I really like your design. I think I'd go with the thicker legs. If you narrowed them down (even that little bit) I think you'd lose some of the aesthetics of the support elements. The size differential between the legs and the supports is what makes your design work IMO. If you reduced the size of the supports proportionally to a smaller leg, I think they might actually be too small to look attractive.

If you were to go with a slimmer leg, I think I'd also reduce the size of the foot. The 2" foot looks out of proportion to the slimmer leg. If you went that direction, I think a longer transition between the leg and foot (ankle?) like you have in the thicker legs would be appropriate.


----------



## troyd1976 (Jul 26, 2011)

love the design, IMO the thicker legs look good. be sure to post updates as you get into the build process :thumbsup:


----------



## frankp (Oct 29, 2007)

I think the heavy legs look better. Nice design, too.


----------



## ecuadee (Jun 28, 2012)

*Leg design*

This is just me, but I would like to see a leg tapered from1" to 7/8".Or maybe see the foot at 1 1/8".


----------



## ThomasOSB (May 21, 2009)

I am trying a different shape to the leg. There is a slight curve (1/8) moving from 1" at the top to 2" at the bottom.
Better or not?


----------



## Phaedrus (Jan 18, 2012)

ThomasOSB said:


> I am trying a different shape to the leg. There is a slight curve (1/8) moving from 1" at the top to 2" at the bottom.
> Better or not?


Hmmmmmm, that leg makes the whole thing look decidedly less Mission style. I am not sure how I feel about it.
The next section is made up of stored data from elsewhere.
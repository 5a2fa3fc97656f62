//! # simscore Metrics
//!
//! Built-in text similarity metrics for simscore.
//! Provides exact match, token-level F1, sentence BLEU and ROUGE-L, all
//! scored in `[0, 1]` against a list of references.

pub mod bleu;
pub mod exact;
pub mod rouge;
pub mod token_f1;
pub mod tokenize;

use simscore_core::{Metric, MetricRegistry};
use std::sync::Arc;

pub use bleu::Bleu;
pub use exact::ExactMatch;
pub use rouge::RougeL;
pub use token_f1::TokenF1;

pub const EXACT_MATCH: &str = "exact_match";
pub const TOKEN_F1: &str = "token_f1";
pub const BLEU: &str = "bleu";
pub const ROUGE_L: &str = "rouge_l";
/// Older spelling of [`ROUGE_L`], accepted so existing weight files keep working.
pub const ROUGE_L_ALIAS: &str = "rougeL";

/// Register all built-in metrics.
pub fn register_builtin_metrics(registry: &mut MetricRegistry) {
    let rouge: Arc<dyn Metric> = Arc::new(RougeL);
    let metrics: Vec<(&str, Arc<dyn Metric>)> = vec![
        (EXACT_MATCH, Arc::new(ExactMatch)),
        (TOKEN_F1, Arc::new(TokenF1)),
        (BLEU, Arc::new(Bleu::default())),
        (ROUGE_L, Arc::clone(&rouge)),
        (ROUGE_L_ALIAS, rouge),
    ];

    for (name, metric) in metrics {
        if registry.register(name, metric).is_some() {
            tracing::warn!(metric = name, "Built-in metric replaced an existing registration");
        }
    }
}
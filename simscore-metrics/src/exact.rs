use simscore_core::{Metric, MetricError};

/// 1.0 when the trimmed candidate equals any trimmed reference, else 0.0.
#[derive(Debug, Clone, Copy, Default)]
pub struct ExactMatch;

impl Metric for ExactMatch {
    fn score(&self, candidate: &str, references: &[String]) -> Result<f64, MetricError> {
        let candidate = candidate.trim();
        let hit = references.iter().any(|r| r.trim() == candidate);
        Ok(if hit { 1.0 } else { 0.0 })
    }
}
//! SQLite-backed run registry.

use chrono::{DateTime, SecondsFormat, Utc};
use rusqlite::{Connection, OptionalExtension, params};
use std::path::Path;
use tracing::{debug, info};

use crate::error::StoreError;
use crate::recorder::{MetricValue, Run, RunRecorder};
use crate::types::{SCORE_COLUMN, ScoredRow};

const SCHEMA: &str = "
CREATE TABLE IF NOT EXISTS runs (
    run_id       TEXT PRIMARY KEY,
    created_at   TEXT NOT NULL,
    config_json  TEXT NOT NULL,
    git_revision TEXT,
    notes        TEXT
);
CREATE TABLE IF NOT EXISTS metrics (
    run_id    TEXT NOT NULL REFERENCES runs(run_id),
    record_id TEXT NOT NULL,
    variant   TEXT NOT NULL,
    metric    TEXT NOT NULL,
    value     REAL
);
CREATE INDEX IF NOT EXISTS idx_metrics_run ON metrics(run_id);
";

type RunRow = (String, String, String, Option<String>, Option<String>);

/// Run recorder persisting to a SQLite file.
pub struct SqliteRunStore {
    conn: Connection,
}

impl SqliteRunStore {
    /// Open (or create) the database at `path`.
    pub fn open(path: &Path) -> Result<Self, StoreError> {
        if let Some(parent) = path.parent() {
            if !parent.as_os_str().is_empty() && !parent.exists() {
                std::fs::create_dir_all(parent).map_err(|e| StoreError::Backend {
                    message: format!("Failed to create {}: {e}", parent.display()),
                })?;
            }
        }
        let conn = Connection::open(path)?;
        let store = Self::init(conn)?;
        info!(path = %path.display(), "Opened run store");
        Ok(store)
    }

    pub fn open_in_memory() -> Result<Self, StoreError> {
        Self::init(Connection::open_in_memory()?)
    }

    fn init(conn: Connection) -> Result<Self, StoreError> {
        conn.execute_batch(SCHEMA)?;
        Ok(Self { conn })
    }

    fn run_exists(&self, run_id: &str) -> Result<bool, StoreError> {
        let found: Option<i64> = self
            .conn
            .query_row(
                "SELECT 1 FROM runs WHERE run_id = ?1",
                params![run_id],
                |row| row.get(0),
            )
            .optional()?;
        Ok(found.is_some())
    }

    fn ensure_run(&self, run_id: &str) -> Result<(), StoreError> {
        if self.run_exists(run_id)? {
            Ok(())
        } else {
            Err(StoreError::RunNotFound {
                run_id: run_id.to_string(),
            })
        }
    }
}

fn to_run(row: RunRow) -> Result<Run, StoreError> {
    let (run_id, created_at, config_json, git_revision, notes) = row;
    let created_at = DateTime::parse_from_rfc3339(&created_at)
        .map_err(|e| StoreError::Corrupt {
            message: format!("run {run_id}: bad timestamp '{created_at}': {e}"),
        })?
        .with_timezone(&Utc);
    Ok(Run {
        run_id,
        created_at,
        config_json,
        git_revision,
        notes,
    })
}

fn read_run_row(row: &rusqlite::Row<'_>) -> rusqlite::Result<RunRow> {
    Ok((
        row.get(0)?,
        row.get(1)?,
        row.get(2)?,
        row.get(3)?,
        row.get(4)?,
    ))
}

impl RunRecorder for SqliteRunStore {
    fn create_run(
        &mut self,
        config: &serde_json::Value,
        notes: Option<&str>,
    ) -> Result<Run, StoreError> {
        let run = Run::new(config, notes);
        self.conn.execute(
            "INSERT INTO runs (run_id, created_at, config_json, git_revision, notes)
             VALUES (?1, ?2, ?3, ?4, ?5)",
            params![
                &run.run_id,
                run.created_at.to_rfc3339_opts(SecondsFormat::Micros, true),
                &run.config_json,
                &run.git_revision,
                &run.notes,
            ],
        )?;
        info!(run_id = %run.run_id, "Created run");
        Ok(run)
    }

    fn log_metric(
        &mut self,
        run_id: &str,
        record_id: &str,
        variant: &str,
        metric: &str,
        value: f64,
    ) -> Result<(), StoreError> {
        self.ensure_run(run_id)?;
        self.conn.execute(
            "INSERT INTO metrics (run_id, record_id, variant, metric, value)
             VALUES (?1, ?2, ?3, ?4, ?5)",
            params![run_id, record_id, variant, metric, value],
        )?;
        Ok(())
    }

    fn list_runs(&self) -> Result<Vec<Run>, StoreError> {
        let mut stmt = self.conn.prepare(
            "SELECT run_id, created_at, config_json, git_revision, notes
             FROM runs ORDER BY created_at DESC, rowid DESC",
        )?;
        let rows = stmt
            .query_map([], read_run_row)?
            .collect::<rusqlite::Result<Vec<_>>>()?;
        rows.into_iter().map(to_run).collect()
    }

    fn get_run(&self, run_id: &str) -> Result<Option<Run>, StoreError> {
        let row = self
            .conn
            .query_row(
                "SELECT run_id, created_at, config_json, git_revision, notes
                 FROM runs WHERE run_id = ?1",
                params![run_id],
                read_run_row,
            )
            .optional()?;
        row.map(to_run).transpose()
    }

    fn metric_values(&self, run_id: &str) -> Result<Vec<MetricValue>, StoreError> {
        let mut stmt = self.conn.prepare(
            "SELECT record_id, variant, metric, value
             FROM metrics WHERE run_id = ?1 ORDER BY rowid",
        )?;
        let values = stmt
            .query_map(params![run_id], |row| {
                Ok(MetricValue {
                    record_id: row.get(0)?,
                    variant: row.get(1)?,
                    metric: row.get(2)?,
                    // NaN is stored as NULL by SQLite.
                    value: row.get::<_, Option<f64>>(3)?.unwrap_or(f64::NAN),
                })
            })?
            .collect::<rusqlite::Result<Vec<_>>>()?;
        Ok(values)
    }

    /// Log every row inside a single transaction.
    fn log_rows(&mut self, run_id: &str, rows: &[ScoredRow]) -> Result<usize, StoreError> {
        self.ensure_run(run_id)?;
        let tx = self.conn.transaction()?;
        let mut written = 0;
        {
            let mut stmt = tx.prepare(
                "INSERT INTO metrics (run_id, record_id, variant, metric, value)
                 VALUES (?1, ?2, ?3, ?4, ?5)",
            )?;
            for row in rows {
                stmt.execute(params![run_id, &row.id, &row.variant, SCORE_COLUMN, row.score])?;
                written += 1;
                for (metric, value) in &row.metrics {
                    stmt.execute(params![run_id, &row.id, &row.variant, metric, value])?;
                    written += 1;
                }
            }
        }
        tx.commit()?;
        debug!(run_id, values = written, "Logged scored rows");
        Ok(written)
    }
}
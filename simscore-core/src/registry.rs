//! Metric Registry: maps metric names to scoring capabilities.
//!
//! Metrics are registered once at startup and the registry is then shared
//! read-only with the scoring engine. The engine only depends on the
//! [`Metric`] contract, never on concrete metric implementations.

use std::collections::{BTreeMap, HashMap};
use std::sync::Arc;
use tracing::{debug, warn};

use crate::error::EvalError;

/// Failure raised by a metric's scoring call.
pub type MetricError = Box<dyn std::error::Error + Send + Sync + 'static>;

/// Trait that all metrics must implement.
///
/// A metric scores one candidate against a (possibly empty) list of references.
/// Scores are expected to fall in `[0, 1]` but this is not enforced.
pub trait Metric: Send + Sync {
    fn score(&self, candidate: &str, references: &[String]) -> Result<f64, MetricError>;
}

impl<F> Metric for F
where
    F: Fn(&str, &[String]) -> Result<f64, MetricError> + Send + Sync,
{
    fn score(&self, candidate: &str, references: &[String]) -> Result<f64, MetricError> {
        self(candidate, references)
    }
}

/// The metric registry holds all registered metrics by name.
#[derive(Clone, Default)]
pub struct MetricRegistry {
    metrics: HashMap<String, Arc<dyn Metric>>,
}

impl MetricRegistry {
    pub fn new() -> Self {
        Self {
            metrics: HashMap::new(),
        }
    }

    /// Register a metric under `name`.
    ///
    /// Re-registering a name replaces the previous metric (last write wins);
    /// the replaced metric is returned and a warning is logged.
    pub fn register(
        &mut self,
        name: impl Into<String>,
        metric: Arc<dyn Metric>,
    ) -> Option<Arc<dyn Metric>> {
        let name = name.into();
        debug!(metric = %name, "Registering metric");
        let previous = self.metrics.insert(name.clone(), metric);
        if previous.is_some() {
            warn!(metric = %name, "Metric re-registered; previous registration replaced");
        }
        previous
    }

    /// Get a metric by name.
    pub fn get(&self, name: &str) -> Result<Arc<dyn Metric>, EvalError> {
        self.metrics
            .get(name)
            .cloned()
            .ok_or_else(|| EvalError::UnknownMetric {
                name: name.to_string(),
            })
    }

    /// Snapshot of the full mapping; later registrations do not affect it.
    pub fn all(&self) -> BTreeMap<String, Arc<dyn Metric>> {
        self.metrics
            .iter()
            .map(|(k, v)| (k.clone(), Arc::clone(v)))
            .collect()
    }

    pub fn contains(&self, name: &str) -> bool {
        self.metrics.contains_key(name)
    }

    /// Registered metric names in ascending order.
    pub fn names(&self) -> Vec<String> {
        let mut names: Vec<String> = self.metrics.keys().cloned().collect();
        names.sort();
        names
    }

    pub fn len(&self) -> usize {
        self.metrics.len()
    }

    pub fn is_empty(&self) -> bool {
        self.metrics.is_empty()
    }
}

impl std::fmt::Debug for MetricRegistry {
    fn fmt(&self, f: &mut std::fmt::Formatter<'_>) -> std::fmt::Result {
        f.debug_struct("MetricRegistry")
            .field("metrics", &self.names())
            .finish()
    }
}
Sent from my DROID RAZR MAXX using Woodworking Talk


----------



## tc65 (Jan 9, 2012)

I like the original better. To me, the curved/sloped leg doesn't fit with your side panels and takes away from the crisp lines of the bench.


----------



## ThomasOSB (May 21, 2009)

I can't leave well enough alone. I liked the look of the third leg, but along with Phraedus I don't think it went with the rest of the bench. So...I redesigned the bench.


----------



## Phaedrus (Jan 18, 2012)

ThomasOSB said:


> I can't leave well enough alone. I liked the look of the third leg, but along with Phraedus I don't think it went with the rest of the bench. So...I redesigned the bench.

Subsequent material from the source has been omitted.